Kent had devised an almost perfect system. GEM synthesized the drug in its heavily automated Brooklyn plant where the few employees needed to maintain the production line thought they were manufacturing an antibiotic. GEM records showed bulk shipments of TriCef to Rome. From there the drug traveled such a tortuous path of cutting and packaging and repackaging that by the time the pills reached America their trail was so attenuated that it would be virtually impossible to trace them back to GEM.
Atop all that was the added safety factor of the un-consumed Loki spontaneously converting to an inert compound every new moon.
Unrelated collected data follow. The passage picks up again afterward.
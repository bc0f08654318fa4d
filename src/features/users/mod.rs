//! Current user, organization members and pending invites.

pub mod client;
pub mod types;
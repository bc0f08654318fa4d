//! Connection arguments shared by every subcommand.

use clap::{Arg, Command};

pub const ARG_API_URL: &str = "api-url";
pub const ARG_PORTAL_URL: &str = "portal-url";
pub const ARG_TOKEN: &str = "token";
pub const ARG_ORG_ID: &str = "org-id";
pub const ARG_DEVLOGIN_KEY: &str = "dev-login-key";

#[must_use]
pub fn with_args(command: Command) -> Command {
    command
        .arg(
            Arg::new(ARG_API_URL)
                .long(ARG_API_URL)
                .help("Gateway base URL")
                .long_help(
                    "Gateway base URL. Defaults to PORTAL_API_GATEWAY_URL, then NEXT_PUBLIC_API_GATEWAY_URL, then http://localhost:8000/api.",
                )
                .global(true),
        )
        .arg(
            Arg::new(ARG_PORTAL_URL)
                .long(ARG_PORTAL_URL)
                .help("Portal origin serving the /api routes")
                .long_help("Portal origin serving the /api routes. Defaults to PORTAL_BASE_URL, then http://localhost:3000.")
                .global(true),
        )
        .arg(
            Arg::new(ARG_TOKEN)
                .short('t')
                .long(ARG_TOKEN)
                .help("Bearer token, or DEVLOGIN to authenticate with the dev-login key")
                .env("PORTAL_TOKEN")
                .hide_env_values(true)
                .global(true),
        )
        .arg(
            Arg::new(ARG_ORG_ID)
                .short('o')
                .long(ARG_ORG_ID)
                .help("Organization id sent as x-org-id")
                .env("PORTAL_ORG_ID")
                .global(true),
        )
        .arg(
            Arg::new(ARG_DEVLOGIN_KEY)
                .long(ARG_DEVLOGIN_KEY)
                .help("Dev-login key, used when the token is DEVLOGIN")
                .env("PORTAL_DEVLOGIN_KEY")
                .hide_env_values(true)
                .global(true),
        )
}
impl<V: Clone> PollerHandle<V> {
    #[must_use]
    pub fn snapshot(&self) -> StatusSnapshot<V> {
        self.state.borrow().clone()
    }

    /// Refetches now and returns the resulting snapshot. The loading flag is
    /// only raised when `show_loading` is set.
    pub async fn refetch(&self, show_loading: bool) -> StatusSnapshot<V> {
        let (done, wait) = oneshot::channel();
        if self
            .commands
            .send(Command::Refetch { show_loading, done })
            .is_ok()
        {
            let _ = wait.await;
        }
        self.snapshot()
    }

    /// Replaces the session credentials. A token appearing for the first
    /// time triggers the initial fetch.
    pub fn set_credentials(&self, credentials: Credentials) {
        if self.commands.send(Command::Credentials(credentials)).is_err() {
            debug!("poller already stopped; credentials ignored");
        }
    }

    /// Waits for the next snapshot. Returns `None` once the poller is gone.
    pub async fn changed(&mut self) -> Option<StatusSnapshot<V>> {
        self.state.changed().await.ok()?;
        Some(self.state.borrow_and_update().clone())
    }

    /// Waits until a snapshot satisfies `predicate`.
    pub async fn wait_for(
        &mut self,
        mut predicate: impl FnMut(&StatusSnapshot<V>) -> bool,
    ) -> Option<StatusSnapshot<V>> {
        self.state
            .wait_for(|snapshot| predicate(snapshot))
            .await
            .ok()
            .map(|snapshot| snapshot.clone())
    }

    #[must_use]
    pub fn is_running(&self) -> bool {
        !self.task.is_finished()
    }

    /// Stops polling and returns the last snapshot.
    pub fn stop(self) -> StatusSnapshot<V> {
        self.task.abort();
        self.snapshot()
    }
}

impl<V> Drop for PollerHandle<V> {
    fn drop(&mut self) {
        self.task.abort();
    }
}
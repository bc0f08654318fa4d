pub mod gateway;
pub mod logging;

use clap::{
    builder::styling::{AnsiColor, Effects, Styles},
    Arg, ArgAction, ColorChoice, Command,
};

pub const CMD_TEAMS: &str = "teams";
pub const CMD_WORKSPACES: &str = "workspaces";
pub const CMD_MEMBERS: &str = "members";
pub const CMD_INVITES: &str = "invites";
pub const CMD_ME: &str = "me";
pub const CMD_STATS: &str = "stats";
pub const CMD_API_KEYS: &str = "api-keys";
pub const CMD_STATUS: &str = "status";
pub const CMD_LINKEDIN_CONNECT: &str = "linkedin-connect";
pub const CMD_PLAYGROUND: &str = "playground";

#[must_use]
pub fn new() -> Command {
    let styles = Styles::styled()
        .header(AnsiColor::Yellow.on_default() | Effects::BOLD)
        .usage(AnsiColor::Green.on_default() | Effects::BOLD)
        .literal(AnsiColor::Blue.on_default() | Effects::BOLD)
        .placeholder(AnsiColor::Green.on_default());

    let command = Command::new("portal")
        .about(env!("CARGO_PKG_DESCRIPTION"))
        .version(env!("CARGO_PKG_VERSION"))
        .color(ColorChoice::Auto)
        .styles(styles)
        .subcommand_required(true)
        .arg_required_else_help(true)
        .subcommand(
            Command::new(CMD_TEAMS).about("List teams").arg(
                Arg::new("mine")
                    .long("mine")
                    .help("Only teams the signed-in user belongs to")
                    .action(ArgAction::SetTrue),
            ),
        )
        .subcommand(Command::new(CMD_WORKSPACES).about("List workspaces"))
        .subcommand(Command::new(CMD_MEMBERS).about("List organization members"))
        .subcommand(Command::new(CMD_INVITES).about("List pending invites"))
        .subcommand(Command::new(CMD_ME).about("Show the signed-in user"))
        .subcommand(Command::new(CMD_STATS).about("Show enrichment usage"))
        .subcommand(Command::new(CMD_API_KEYS).about("List API keys (portal route)"))
        .subcommand(
            Command::new(CMD_STATUS)
                .about("Show an integration's connection status")
                .arg(
                    Arg::new("provider")
                        .help("linkedin, hubspot, salesforce or dynamics")
                        .required(true),
                )
                .arg(
                    Arg::new("watch")
                        .short('w')
                        .long("watch")
                        .help("Keep polling while the status is pending")
                        .action(ArgAction::SetTrue),
                )
                .arg(
                    Arg::new("interval")
                        .long("interval")
                        .help("Poll interval in milliseconds")
                        .default_value("5000")
                        .value_parser(clap::value_parser!(u64).range(100..)),
                ),
        )
        .subcommand(
            Command::new(CMD_LINKEDIN_CONNECT)
                .about("Start a LinkedIn live session and wait for the login")
                .arg(
                    Arg::new("poll-interval")
                        .long("poll-interval")
                        .help("Login poll interval in milliseconds")
                        .default_value("3000")
                        .value_parser(clap::value_parser!(u64).range(100..)),
                ),
        )
        .subcommand(
            Command::new(CMD_PLAYGROUND)
                .about("Replay the scripted enrichment demo")
                .arg(
                    Arg::new("input")
                        .help("Email address or LinkedIn profile URL")
                        .required(true),
                )
                .arg(
                    Arg::new("seed")
                        .long("seed")
                        .help("Seed for the step delays")
                        .value_parser(clap::value_parser!(u64)),
                )
                .arg(
                    Arg::new("no-delay")
                        .long("no-delay")
                        .help("Print the script without waiting between steps")
                        .action(ArgAction::SetTrue),
                ),
        );

    let command = gateway::with_args(command);
    logging::with_args(command)
}

#[cfg(test)]
mod tests {
    use super::*;

    #[test]
    fn test_new() {
        let command = new();

        assert_eq!(command.get_name(), "portal");
        assert_eq!(
            command.get_about().map(ToString::to_string),
            Some(env!("CARGO_PKG_DESCRIPTION").to_string())
        );
        assert_eq!(
            command.get_version().map(ToString::to_string),
            Some(env!("CARGO_PKG_VERSION").to_string())
        );
    }

    #[test]
    fn test_global_args_after_subcommand() {
        let matches = new().get_matches_from(vec![
            "portal",
            "teams",
            "--mine",
            "--token",
            "tok123",
            "--org-id",
            "org1",
            "--api-url",
            "https://gateway.tld/api",
        ]);

        assert_eq!(
            matches.get_one::<String>(gateway::ARG_TOKEN).cloned(),
            Some("tok123".to_string())
        );
        assert_eq!(
            matches.get_one::<String>(gateway::ARG_API_URL).cloned(),
            Some("https://gateway.tld/api".to_string())
        );
        let (name, sub) = matches.subcommand().unwrap();
        assert_eq!(name, CMD_TEAMS);
        assert!(sub.get_flag("mine"));
    }

    #[test]
    fn test_check_env() {
        temp_env::with_vars(
            [
                ("PORTAL_TOKEN", Some("env-token")),
                ("PORTAL_ORG_ID", Some("org-env")),
                ("PORTAL_DEVLOGIN_KEY", Some("key1")),
                ("PORTAL_LOG_LEVEL", Some("info")),
            ],
            || {
                let matches = new().get_matches_from(vec!["portal", "me"]);
                assert_eq!(
                    matches.get_one::<String>(gateway::ARG_TOKEN).cloned(),
                    Some("env-token".to_string())
                );
                assert_eq!(
                    matches.get_one::<String>(gateway::ARG_ORG_ID).cloned(),
                    Some("org-env".to_string())
                );
                assert_eq!(
                    matches.get_one::<String>(gateway::ARG_DEVLOGIN_KEY).cloned(),
                    Some("key1".to_string())
                );
                assert_eq!(matches.get_one::<u8>(logging::ARG_VERBOSITY).copied(), Some(2));
            },
        );
    }

    #[test]
    fn test_status_defaults() {
        let matches = new().get_matches_from(vec!["portal", "status", "hubspot"]);
        let sub = matches.subcommand_matches(CMD_STATUS).unwrap();
        assert_eq!(sub.get_one::<String>("provider").cloned(), Some("hubspot".to_string()));
        assert_eq!(sub.get_one::<u64>("interval").copied(), Some(5000));
        assert!(!sub.get_flag("watch"));
    }

    #[test]
    fn test_playground_seed() {
        let matches = new().get_matches_from(vec!["portal", "playground", "dana@example.com", "--seed", "7"]);
        let sub = matches.subcommand_matches(CMD_PLAYGROUND).unwrap();
        assert_eq!(sub.get_one::<u64>("seed").copied(), Some(7));
    }

    #[test]
    fn test_subcommand_required() {
        assert!(new().try_get_matches_from(vec!["portal"]).is_err());
    }

    #[test]
    fn test_verbosity_count() {
        temp_env::with_vars([("PORTAL_LOG_LEVEL", None::<String>)], || {
            let matches = new().get_matches_from(vec!["portal", "-vvv", "stats"]);
            assert_eq!(matches.get_one::<u8>(logging::ARG_VERBOSITY).copied(), Some(3));
        });
    }
}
Loki had made them all very rich, but also guilty, trapped, and desperate.
And paranoid.
Dragovic's mercurial moods were not their only worry. A few months ago Brad had brought up the possibility of a hostile takeover by another corporation. The purchase of a controlling percentage of GEM stock would inevitably lead to exposure of their secret. To head that off they had been funneling the funds earmarked for basic research into the repurchase of their own company's stock.
What a catastrophic mess.
Luc sighed and closed his eyes; he pictured himself in a tiny rural cafe in Provence, sipping dark, rich coffee while the owner's cat basked nearby in a sunny window.
In three weeks I'll be out of this. Just three weeks.
But if Gleason blew the whistle… Luc's bucolic vision shifted from rural France to a jail cell right here in Manhattan.
He opened his eyes and fixed Brad, the company comptroller. "Prather will want cash, in advance. It's Saturday. How will you—?"
"I'll get it," Brad said. "Same amount as for Macintosh, I assume. I'll have it for you by this afternoon."
"One more thing we need to consider: Gleason has some sort of relationship with our new researcher."
Kent clapped his hands against the sides of his head and tugged on his red hair. "Aw, shit! How close?"
"I can't say. I do know he recommended her for the job, but beyond that…" Luc shrugged.
"Dear God," Brad said. "Can't anything be simple? What if they're close? We don't want to do anything to distract her from her work! You've got to find out!"
Luc rose. "I'll do my best."
"In the meantime," Kent told Brad, "get the cash together."
As Luc turned and reached for the door, Brad's voice was a low moan behind him. "How long can we keep this up?"